=== Prompt ===
Below are the records; how many of their lines contain "Uuid"? Reply only with that figure.

=== Supplied material ===
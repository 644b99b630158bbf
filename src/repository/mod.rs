// # Repository Port
//
// The scheduler core loads and writes entity snapshots through this
// capability and never sees the store behind it. Individual writes are
// transactional; `commit_snapshot` writes a whole pass back atomically.

use async_trait::async_trait;
use uuid::Uuid;

use crate::error::Result;
use crate::models::{Node, SchedulerLog, Service, ServiceInstance};

pub mod memory;

pub use memory::MemoryRepository;

#[async_trait]
pub trait Repository: Send + Sync {
    async fn list_nodes(&self) -> Result<Vec<Node>>;
    async fn get_node(&self, id: Uuid) -> Result<Node>;
    async fn upsert_node(&self, node: &Node) -> Result<()>;

    async fn list_services(&self) -> Result<Vec<Service>>;
    async fn get_service(&self, id: Uuid) -> Result<Service>;
    async fn upsert_service(&self, service: &Service) -> Result<()>;

    async fn list_instances(&self) -> Result<Vec<ServiceInstance>>;
    async fn get_instance(&self, id: Uuid) -> Result<ServiceInstance>;
    async fn upsert_instance(&self, instance: &ServiceInstance) -> Result<()>;

    /// Writes a pass snapshot back in one transaction: nodes, then
    /// services, then instances.
    async fn commit_snapshot(
        &self,
        nodes: &[Node],
        services: &[Service],
        instances: &[ServiceInstance],
    ) -> Result<()>;

    async fn append_scheduler_log(&self, log: &SchedulerLog) -> Result<()>;
    async fn list_scheduler_logs(&self) -> Result<Vec<SchedulerLog>>;
}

=== Written response ===
4